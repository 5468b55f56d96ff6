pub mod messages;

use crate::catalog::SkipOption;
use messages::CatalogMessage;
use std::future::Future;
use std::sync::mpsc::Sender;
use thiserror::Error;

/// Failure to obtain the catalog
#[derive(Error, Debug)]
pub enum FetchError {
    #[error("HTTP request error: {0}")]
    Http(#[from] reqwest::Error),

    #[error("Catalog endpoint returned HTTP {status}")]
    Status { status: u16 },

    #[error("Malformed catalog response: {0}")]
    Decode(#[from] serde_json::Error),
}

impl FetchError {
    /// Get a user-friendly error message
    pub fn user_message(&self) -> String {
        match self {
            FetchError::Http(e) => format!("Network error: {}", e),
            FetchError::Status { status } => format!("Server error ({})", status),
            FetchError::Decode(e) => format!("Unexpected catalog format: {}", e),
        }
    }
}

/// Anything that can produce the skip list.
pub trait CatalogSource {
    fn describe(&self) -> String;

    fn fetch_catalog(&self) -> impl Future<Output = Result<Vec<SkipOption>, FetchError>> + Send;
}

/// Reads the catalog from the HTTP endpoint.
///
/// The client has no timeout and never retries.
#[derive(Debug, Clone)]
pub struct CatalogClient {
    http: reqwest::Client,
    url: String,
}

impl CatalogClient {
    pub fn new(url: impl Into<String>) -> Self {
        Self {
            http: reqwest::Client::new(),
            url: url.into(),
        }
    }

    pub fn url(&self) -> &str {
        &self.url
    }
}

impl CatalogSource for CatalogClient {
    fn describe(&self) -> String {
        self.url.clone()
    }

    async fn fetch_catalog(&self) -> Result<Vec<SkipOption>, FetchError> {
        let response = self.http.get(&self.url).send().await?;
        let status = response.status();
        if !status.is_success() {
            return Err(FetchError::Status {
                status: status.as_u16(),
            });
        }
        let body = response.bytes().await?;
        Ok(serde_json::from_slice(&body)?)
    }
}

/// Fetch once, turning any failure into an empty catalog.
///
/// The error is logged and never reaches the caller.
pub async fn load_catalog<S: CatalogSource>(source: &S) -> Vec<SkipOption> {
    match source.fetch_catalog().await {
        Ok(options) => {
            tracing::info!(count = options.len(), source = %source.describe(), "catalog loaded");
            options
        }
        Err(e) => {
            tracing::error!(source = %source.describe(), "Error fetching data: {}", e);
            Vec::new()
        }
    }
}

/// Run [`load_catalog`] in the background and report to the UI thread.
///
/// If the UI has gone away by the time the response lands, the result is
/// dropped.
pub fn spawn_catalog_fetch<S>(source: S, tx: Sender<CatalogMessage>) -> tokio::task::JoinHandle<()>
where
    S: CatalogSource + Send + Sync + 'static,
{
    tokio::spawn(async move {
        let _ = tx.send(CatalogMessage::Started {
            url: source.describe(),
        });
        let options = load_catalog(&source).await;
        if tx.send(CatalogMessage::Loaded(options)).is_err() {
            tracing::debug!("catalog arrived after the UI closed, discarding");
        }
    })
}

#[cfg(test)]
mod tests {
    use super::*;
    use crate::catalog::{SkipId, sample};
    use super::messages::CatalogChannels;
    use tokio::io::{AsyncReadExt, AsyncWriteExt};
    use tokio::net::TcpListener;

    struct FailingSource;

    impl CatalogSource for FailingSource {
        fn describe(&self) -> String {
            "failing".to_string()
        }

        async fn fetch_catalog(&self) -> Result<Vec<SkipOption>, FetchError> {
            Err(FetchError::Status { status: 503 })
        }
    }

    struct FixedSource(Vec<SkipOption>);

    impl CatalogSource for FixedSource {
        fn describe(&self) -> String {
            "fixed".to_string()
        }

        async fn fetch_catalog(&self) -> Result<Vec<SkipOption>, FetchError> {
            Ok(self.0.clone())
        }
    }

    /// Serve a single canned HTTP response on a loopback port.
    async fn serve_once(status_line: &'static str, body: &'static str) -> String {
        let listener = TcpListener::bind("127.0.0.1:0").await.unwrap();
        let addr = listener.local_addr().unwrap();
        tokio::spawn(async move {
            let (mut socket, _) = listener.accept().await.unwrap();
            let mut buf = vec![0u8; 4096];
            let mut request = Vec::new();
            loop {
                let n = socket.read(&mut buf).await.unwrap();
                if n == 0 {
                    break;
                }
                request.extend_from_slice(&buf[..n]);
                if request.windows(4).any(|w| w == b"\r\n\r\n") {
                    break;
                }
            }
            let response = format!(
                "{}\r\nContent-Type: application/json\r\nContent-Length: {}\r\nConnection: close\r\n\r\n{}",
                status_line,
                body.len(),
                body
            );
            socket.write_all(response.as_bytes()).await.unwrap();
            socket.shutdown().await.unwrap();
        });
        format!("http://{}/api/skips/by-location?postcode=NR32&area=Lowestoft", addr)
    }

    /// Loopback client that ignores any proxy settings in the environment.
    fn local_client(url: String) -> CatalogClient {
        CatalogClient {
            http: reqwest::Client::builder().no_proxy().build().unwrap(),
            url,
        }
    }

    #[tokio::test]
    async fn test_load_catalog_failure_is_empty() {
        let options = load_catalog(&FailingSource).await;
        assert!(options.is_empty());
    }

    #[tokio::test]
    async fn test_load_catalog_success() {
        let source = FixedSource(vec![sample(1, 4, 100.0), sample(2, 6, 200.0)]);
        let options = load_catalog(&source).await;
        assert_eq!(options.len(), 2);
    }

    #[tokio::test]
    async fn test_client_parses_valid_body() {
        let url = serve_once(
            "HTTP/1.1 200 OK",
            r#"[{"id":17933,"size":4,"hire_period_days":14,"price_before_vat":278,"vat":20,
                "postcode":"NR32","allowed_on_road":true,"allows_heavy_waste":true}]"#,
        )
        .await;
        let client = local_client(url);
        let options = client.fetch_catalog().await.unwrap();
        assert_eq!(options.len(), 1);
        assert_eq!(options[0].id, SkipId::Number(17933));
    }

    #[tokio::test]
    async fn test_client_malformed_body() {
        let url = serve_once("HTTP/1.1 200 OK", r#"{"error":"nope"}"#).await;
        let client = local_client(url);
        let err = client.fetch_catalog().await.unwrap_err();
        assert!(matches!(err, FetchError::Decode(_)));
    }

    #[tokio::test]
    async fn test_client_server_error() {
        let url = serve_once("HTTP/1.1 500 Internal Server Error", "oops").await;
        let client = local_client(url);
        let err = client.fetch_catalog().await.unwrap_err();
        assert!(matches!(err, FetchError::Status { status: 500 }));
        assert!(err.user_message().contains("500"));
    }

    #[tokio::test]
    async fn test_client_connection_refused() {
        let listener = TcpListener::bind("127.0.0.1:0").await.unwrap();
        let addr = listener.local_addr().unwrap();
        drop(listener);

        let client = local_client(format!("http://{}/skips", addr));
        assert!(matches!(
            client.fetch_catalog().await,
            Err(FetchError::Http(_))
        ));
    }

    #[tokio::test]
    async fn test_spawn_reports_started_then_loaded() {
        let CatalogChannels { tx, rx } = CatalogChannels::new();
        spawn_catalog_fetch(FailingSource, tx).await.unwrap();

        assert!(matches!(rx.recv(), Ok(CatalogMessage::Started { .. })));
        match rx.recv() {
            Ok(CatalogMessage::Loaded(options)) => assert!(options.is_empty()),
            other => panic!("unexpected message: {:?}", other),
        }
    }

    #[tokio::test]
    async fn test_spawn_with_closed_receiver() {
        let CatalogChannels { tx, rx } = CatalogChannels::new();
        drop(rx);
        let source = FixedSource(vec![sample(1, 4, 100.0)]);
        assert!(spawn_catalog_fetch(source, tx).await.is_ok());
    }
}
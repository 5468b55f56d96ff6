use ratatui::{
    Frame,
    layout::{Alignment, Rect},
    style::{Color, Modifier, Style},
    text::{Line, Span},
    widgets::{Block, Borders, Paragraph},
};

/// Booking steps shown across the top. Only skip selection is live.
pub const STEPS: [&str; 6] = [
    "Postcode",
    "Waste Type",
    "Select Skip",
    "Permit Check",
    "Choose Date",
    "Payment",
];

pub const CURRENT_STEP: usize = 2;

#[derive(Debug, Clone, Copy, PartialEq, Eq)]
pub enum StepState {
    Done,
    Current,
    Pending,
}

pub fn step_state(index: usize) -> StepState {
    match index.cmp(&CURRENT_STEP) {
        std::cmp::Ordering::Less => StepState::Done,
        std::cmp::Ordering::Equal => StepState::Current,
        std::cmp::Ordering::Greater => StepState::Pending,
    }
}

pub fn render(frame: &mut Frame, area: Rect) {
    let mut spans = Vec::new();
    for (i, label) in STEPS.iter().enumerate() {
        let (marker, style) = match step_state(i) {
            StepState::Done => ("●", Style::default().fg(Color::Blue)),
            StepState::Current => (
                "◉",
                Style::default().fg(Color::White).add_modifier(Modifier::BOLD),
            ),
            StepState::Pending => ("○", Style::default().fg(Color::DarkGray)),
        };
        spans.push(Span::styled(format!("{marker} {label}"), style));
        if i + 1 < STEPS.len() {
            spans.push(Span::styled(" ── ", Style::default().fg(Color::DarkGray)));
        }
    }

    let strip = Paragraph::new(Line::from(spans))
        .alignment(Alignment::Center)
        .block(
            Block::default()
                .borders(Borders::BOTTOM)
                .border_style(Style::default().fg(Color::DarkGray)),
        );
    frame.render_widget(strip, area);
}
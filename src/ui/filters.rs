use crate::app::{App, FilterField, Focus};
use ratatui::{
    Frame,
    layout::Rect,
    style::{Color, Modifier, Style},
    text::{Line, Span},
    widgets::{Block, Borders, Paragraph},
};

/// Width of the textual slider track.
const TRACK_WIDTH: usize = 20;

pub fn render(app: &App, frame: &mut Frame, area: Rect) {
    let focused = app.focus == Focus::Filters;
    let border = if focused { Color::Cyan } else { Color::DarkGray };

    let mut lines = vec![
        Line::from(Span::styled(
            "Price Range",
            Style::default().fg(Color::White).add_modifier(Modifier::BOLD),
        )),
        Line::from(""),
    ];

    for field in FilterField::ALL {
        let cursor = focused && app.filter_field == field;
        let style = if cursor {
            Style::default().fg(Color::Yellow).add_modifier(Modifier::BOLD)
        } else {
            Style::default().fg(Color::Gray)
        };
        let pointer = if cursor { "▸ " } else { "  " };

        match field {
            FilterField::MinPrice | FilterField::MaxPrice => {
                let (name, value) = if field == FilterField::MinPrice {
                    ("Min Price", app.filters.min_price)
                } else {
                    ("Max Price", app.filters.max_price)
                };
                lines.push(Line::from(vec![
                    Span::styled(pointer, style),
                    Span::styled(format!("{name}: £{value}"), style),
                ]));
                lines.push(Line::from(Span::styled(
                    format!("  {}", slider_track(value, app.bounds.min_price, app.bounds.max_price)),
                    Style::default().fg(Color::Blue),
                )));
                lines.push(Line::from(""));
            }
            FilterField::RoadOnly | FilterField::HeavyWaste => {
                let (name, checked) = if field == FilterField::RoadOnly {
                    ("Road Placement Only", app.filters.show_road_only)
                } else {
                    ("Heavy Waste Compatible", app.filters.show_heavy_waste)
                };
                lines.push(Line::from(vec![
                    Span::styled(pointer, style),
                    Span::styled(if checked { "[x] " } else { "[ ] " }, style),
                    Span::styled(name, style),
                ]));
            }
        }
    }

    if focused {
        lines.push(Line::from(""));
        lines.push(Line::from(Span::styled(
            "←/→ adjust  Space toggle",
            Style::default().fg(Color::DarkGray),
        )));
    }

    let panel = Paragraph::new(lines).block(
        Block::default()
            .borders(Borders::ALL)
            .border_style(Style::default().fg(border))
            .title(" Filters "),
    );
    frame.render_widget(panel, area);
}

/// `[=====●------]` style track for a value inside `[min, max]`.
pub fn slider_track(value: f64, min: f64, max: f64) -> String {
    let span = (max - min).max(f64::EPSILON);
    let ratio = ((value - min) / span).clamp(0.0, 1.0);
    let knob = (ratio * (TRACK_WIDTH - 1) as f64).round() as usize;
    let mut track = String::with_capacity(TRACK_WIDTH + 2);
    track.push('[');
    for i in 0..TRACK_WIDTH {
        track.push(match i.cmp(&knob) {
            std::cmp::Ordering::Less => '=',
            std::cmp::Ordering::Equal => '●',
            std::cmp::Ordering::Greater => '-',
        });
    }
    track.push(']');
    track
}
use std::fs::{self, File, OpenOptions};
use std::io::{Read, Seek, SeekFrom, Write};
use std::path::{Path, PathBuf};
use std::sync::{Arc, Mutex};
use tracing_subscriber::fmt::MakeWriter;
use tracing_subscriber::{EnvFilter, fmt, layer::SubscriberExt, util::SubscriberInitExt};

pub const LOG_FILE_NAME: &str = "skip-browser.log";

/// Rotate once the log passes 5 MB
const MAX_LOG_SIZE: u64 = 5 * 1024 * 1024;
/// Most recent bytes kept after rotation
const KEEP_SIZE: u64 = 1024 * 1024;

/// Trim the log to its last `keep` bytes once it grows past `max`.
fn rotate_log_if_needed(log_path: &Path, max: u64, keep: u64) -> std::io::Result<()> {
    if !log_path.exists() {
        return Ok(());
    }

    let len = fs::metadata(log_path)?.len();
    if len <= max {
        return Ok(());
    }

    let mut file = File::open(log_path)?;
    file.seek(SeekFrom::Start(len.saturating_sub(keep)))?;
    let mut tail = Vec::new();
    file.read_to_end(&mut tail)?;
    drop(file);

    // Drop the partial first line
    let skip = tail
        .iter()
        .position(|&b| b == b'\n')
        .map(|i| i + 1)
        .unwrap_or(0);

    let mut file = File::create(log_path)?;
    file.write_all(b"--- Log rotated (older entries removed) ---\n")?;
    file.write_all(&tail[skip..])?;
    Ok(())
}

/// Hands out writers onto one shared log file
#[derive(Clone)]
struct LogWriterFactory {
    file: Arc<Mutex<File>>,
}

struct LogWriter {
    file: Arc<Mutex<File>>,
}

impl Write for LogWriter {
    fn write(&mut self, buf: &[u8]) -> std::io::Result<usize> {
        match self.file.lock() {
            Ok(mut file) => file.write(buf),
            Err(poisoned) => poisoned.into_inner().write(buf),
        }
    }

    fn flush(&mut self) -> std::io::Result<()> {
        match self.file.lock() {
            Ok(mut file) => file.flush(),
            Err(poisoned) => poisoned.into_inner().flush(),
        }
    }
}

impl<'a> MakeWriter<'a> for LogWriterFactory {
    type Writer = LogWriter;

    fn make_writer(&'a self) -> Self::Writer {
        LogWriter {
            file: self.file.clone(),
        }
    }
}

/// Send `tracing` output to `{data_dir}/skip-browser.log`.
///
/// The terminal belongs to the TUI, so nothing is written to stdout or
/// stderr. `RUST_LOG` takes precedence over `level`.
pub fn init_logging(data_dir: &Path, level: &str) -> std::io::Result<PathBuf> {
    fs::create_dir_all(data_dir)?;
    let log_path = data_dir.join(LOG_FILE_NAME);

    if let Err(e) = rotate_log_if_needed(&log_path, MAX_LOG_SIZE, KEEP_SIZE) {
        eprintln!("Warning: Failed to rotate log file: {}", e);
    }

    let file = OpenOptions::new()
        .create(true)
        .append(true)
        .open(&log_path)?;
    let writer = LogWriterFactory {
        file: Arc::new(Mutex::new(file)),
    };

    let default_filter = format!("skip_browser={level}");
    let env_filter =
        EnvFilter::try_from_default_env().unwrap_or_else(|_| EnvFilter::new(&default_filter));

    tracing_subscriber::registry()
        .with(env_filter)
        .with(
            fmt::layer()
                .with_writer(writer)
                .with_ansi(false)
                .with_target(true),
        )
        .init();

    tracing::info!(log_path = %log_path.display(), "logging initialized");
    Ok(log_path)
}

--------------------------------------------------

State how many lines of the entries include the word "Equal", giving that number by itself.

Response:
2